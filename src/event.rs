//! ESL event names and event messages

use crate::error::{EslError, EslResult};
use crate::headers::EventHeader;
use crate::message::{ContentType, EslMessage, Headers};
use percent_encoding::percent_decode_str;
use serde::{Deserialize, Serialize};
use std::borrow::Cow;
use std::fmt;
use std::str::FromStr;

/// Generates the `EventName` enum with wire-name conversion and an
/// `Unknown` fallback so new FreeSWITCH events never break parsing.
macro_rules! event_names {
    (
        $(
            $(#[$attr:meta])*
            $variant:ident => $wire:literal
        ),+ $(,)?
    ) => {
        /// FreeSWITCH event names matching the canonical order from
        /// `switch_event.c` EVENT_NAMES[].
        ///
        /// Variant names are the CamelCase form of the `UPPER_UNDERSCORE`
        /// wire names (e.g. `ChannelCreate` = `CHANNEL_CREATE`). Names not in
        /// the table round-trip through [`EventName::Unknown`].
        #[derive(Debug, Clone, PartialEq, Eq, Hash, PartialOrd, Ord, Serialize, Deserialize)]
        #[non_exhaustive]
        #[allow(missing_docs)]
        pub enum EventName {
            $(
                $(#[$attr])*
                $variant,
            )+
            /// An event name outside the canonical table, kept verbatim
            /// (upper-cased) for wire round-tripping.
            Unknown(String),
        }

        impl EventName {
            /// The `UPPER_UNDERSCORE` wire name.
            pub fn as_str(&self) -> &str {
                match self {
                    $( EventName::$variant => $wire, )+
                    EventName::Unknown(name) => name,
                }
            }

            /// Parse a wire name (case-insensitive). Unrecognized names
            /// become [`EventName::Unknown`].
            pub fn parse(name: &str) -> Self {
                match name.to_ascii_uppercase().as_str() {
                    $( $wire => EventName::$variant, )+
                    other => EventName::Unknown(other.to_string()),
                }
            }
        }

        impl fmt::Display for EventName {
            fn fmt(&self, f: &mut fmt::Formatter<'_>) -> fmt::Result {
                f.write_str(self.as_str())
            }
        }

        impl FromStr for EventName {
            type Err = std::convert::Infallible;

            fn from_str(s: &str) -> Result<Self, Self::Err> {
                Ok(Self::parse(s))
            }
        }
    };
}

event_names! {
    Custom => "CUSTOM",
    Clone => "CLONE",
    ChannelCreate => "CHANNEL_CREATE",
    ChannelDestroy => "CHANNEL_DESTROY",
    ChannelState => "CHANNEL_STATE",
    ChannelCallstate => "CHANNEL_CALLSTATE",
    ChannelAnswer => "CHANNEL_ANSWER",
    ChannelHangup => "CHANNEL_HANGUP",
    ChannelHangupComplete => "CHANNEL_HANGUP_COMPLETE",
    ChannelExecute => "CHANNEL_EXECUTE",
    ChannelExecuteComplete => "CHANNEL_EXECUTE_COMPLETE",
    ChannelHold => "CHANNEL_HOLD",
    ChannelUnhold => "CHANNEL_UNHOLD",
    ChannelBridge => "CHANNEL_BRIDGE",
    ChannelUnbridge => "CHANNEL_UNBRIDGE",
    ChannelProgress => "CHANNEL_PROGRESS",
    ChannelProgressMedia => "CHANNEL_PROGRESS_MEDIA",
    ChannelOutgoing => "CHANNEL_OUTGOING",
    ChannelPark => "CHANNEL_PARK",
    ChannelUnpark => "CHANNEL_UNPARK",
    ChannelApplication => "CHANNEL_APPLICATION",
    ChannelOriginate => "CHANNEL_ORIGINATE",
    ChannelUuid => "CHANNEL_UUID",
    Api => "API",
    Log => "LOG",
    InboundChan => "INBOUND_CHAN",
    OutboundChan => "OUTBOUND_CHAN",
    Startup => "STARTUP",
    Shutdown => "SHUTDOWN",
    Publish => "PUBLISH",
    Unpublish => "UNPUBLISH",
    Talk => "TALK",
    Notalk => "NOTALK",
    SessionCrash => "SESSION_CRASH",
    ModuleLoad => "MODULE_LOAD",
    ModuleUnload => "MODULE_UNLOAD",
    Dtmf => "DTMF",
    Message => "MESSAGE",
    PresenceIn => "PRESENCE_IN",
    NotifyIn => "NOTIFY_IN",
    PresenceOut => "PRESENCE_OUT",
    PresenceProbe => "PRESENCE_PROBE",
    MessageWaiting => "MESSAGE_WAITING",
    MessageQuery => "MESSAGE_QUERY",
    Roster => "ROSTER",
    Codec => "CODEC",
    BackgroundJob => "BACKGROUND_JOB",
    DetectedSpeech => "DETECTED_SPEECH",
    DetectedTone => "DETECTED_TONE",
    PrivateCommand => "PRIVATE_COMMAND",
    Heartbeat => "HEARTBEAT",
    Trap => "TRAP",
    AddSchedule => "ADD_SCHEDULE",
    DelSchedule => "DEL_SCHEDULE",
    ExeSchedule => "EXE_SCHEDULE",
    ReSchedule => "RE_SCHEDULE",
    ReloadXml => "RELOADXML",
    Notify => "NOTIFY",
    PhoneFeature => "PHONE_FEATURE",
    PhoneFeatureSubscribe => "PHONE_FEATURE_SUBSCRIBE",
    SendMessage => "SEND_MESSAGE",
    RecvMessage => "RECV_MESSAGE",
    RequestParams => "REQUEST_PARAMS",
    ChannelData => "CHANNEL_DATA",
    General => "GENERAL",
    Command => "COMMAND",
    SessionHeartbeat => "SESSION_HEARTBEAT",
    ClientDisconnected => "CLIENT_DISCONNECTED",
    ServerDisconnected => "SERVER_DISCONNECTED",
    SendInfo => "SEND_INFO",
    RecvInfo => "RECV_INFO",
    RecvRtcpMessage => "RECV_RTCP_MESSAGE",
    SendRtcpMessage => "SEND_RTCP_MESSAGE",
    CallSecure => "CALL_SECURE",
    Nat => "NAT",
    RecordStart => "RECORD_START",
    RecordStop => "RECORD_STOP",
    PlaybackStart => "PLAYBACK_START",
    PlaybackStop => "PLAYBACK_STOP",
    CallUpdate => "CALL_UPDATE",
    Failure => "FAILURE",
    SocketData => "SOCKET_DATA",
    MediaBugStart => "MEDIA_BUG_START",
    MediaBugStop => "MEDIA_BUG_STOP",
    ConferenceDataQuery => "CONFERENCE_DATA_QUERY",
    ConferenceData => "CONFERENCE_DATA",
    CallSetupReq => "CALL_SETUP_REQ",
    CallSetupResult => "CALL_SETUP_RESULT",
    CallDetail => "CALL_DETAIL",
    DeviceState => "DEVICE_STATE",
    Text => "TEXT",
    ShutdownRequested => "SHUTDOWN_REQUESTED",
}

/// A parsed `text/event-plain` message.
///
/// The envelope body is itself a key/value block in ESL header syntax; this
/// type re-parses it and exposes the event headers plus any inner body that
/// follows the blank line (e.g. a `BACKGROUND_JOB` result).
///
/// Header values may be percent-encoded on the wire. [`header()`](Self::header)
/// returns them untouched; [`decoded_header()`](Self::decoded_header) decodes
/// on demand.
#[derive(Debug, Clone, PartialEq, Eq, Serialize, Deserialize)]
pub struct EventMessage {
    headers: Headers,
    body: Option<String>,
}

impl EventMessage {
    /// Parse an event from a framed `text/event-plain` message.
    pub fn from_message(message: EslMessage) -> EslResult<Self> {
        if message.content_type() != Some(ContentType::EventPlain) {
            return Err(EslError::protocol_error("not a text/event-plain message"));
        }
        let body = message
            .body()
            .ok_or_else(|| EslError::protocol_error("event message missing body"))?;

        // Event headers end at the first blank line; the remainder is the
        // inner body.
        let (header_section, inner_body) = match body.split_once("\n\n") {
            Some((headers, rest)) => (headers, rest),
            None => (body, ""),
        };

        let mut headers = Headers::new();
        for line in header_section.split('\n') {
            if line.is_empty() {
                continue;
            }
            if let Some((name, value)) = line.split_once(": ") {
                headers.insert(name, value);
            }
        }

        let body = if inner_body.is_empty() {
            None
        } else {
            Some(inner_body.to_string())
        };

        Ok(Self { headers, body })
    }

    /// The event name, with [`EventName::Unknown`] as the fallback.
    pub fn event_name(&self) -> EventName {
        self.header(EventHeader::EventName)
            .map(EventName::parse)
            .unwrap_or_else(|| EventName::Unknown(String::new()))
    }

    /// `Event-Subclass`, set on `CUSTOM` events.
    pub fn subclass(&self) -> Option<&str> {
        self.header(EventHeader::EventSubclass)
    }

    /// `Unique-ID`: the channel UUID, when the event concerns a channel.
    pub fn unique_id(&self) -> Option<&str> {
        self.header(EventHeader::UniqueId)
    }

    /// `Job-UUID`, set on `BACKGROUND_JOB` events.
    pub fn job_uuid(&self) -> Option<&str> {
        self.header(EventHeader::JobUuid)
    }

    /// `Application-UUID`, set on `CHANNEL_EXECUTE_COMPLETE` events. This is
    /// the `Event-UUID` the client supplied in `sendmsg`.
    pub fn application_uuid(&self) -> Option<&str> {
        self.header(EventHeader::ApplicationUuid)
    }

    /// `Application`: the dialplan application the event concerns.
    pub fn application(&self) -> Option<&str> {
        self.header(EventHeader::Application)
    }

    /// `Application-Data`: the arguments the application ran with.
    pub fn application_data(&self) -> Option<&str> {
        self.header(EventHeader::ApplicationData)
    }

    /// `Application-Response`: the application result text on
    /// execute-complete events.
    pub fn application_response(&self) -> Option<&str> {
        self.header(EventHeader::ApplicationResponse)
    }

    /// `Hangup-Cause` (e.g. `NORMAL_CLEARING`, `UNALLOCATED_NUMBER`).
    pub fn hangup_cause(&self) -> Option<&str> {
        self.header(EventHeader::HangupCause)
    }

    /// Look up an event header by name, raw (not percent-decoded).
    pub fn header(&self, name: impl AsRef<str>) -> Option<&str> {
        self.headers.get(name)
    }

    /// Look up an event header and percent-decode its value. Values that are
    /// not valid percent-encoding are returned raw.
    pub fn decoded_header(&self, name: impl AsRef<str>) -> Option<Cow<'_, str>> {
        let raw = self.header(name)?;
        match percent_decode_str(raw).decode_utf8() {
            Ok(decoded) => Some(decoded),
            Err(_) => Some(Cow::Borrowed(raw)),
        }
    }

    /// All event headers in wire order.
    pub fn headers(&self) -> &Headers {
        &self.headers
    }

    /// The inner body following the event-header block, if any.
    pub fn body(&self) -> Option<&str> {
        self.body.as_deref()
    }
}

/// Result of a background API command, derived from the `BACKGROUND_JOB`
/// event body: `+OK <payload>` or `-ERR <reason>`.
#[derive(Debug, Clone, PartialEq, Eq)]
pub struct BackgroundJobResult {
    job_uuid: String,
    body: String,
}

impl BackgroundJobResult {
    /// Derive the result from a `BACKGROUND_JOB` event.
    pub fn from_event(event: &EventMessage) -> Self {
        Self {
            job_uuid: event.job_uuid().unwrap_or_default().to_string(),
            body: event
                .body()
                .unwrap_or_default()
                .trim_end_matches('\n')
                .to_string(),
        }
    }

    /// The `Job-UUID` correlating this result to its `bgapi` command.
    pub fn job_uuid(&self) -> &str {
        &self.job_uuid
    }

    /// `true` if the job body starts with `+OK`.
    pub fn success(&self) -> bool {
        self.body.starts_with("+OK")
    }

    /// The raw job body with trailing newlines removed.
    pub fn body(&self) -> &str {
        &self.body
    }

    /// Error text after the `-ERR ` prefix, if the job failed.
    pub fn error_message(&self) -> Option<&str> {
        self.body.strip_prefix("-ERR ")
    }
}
===
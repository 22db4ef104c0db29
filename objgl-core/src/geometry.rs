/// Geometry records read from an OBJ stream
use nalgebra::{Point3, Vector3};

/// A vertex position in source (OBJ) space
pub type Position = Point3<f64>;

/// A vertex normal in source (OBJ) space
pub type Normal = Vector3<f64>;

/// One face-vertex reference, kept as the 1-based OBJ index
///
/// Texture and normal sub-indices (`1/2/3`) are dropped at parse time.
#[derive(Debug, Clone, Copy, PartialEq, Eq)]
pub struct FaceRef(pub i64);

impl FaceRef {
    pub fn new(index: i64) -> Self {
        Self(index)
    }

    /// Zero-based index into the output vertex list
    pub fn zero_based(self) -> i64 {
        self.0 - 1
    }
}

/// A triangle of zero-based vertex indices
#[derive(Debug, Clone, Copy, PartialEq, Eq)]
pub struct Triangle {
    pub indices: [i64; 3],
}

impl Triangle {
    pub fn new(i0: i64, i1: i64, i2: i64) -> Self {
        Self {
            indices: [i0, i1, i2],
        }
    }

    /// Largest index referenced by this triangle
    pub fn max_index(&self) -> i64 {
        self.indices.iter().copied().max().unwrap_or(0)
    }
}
===
## Task details
Output each line of the listing above that has "struct".

## Output below
pub struct EventMessage {
pub struct BackgroundJobResult {
pub struct FaceRef(pub i64);
pub struct Triangle {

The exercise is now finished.